> **WORK ORDER**: Using the data below, copy each line that includes the word "Clone".

> **DATASET EXCERPTS**:
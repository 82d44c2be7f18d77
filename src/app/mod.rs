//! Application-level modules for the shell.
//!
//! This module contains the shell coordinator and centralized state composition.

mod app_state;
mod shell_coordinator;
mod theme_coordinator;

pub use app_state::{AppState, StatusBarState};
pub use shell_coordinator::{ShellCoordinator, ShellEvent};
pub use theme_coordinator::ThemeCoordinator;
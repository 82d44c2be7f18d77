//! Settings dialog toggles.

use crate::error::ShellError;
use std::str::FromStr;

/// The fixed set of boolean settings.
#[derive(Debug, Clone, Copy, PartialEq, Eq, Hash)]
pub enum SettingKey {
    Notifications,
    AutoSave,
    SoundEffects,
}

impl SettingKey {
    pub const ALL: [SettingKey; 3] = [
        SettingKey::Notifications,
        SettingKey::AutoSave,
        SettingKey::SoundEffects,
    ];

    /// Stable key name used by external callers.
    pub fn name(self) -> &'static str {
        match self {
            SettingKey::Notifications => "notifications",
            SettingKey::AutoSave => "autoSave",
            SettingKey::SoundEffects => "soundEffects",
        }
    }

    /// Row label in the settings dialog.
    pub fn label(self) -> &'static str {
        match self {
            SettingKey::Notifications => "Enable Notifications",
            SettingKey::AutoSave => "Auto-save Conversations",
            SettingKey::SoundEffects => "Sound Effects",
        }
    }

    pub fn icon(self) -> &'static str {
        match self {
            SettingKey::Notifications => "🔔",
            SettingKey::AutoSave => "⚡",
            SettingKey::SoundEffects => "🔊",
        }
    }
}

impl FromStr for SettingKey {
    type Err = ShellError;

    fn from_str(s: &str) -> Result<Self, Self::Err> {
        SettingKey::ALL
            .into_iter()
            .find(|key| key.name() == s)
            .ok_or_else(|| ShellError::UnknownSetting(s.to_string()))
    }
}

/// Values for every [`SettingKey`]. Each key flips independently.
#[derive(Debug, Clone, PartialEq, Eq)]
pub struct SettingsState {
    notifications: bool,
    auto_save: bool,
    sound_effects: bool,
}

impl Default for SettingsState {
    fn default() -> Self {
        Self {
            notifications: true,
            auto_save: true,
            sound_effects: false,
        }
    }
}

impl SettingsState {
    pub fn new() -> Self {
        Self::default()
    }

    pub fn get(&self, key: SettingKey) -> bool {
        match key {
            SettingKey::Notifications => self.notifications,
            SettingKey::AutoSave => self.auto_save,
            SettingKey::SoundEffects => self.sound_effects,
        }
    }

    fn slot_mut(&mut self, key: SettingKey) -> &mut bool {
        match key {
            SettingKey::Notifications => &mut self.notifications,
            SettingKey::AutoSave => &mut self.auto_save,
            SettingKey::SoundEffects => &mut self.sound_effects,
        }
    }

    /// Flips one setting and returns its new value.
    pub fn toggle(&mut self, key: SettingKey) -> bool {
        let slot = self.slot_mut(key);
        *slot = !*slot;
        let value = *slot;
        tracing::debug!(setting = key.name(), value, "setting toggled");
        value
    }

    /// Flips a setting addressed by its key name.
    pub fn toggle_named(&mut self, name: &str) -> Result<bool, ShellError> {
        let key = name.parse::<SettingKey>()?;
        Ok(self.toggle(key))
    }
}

> **EXERCISE SOLUTION**:
#[derive(Debug, Clone, Copy, PartialEq, Eq, Hash)]
#[derive(Debug, Clone, PartialEq, Eq)]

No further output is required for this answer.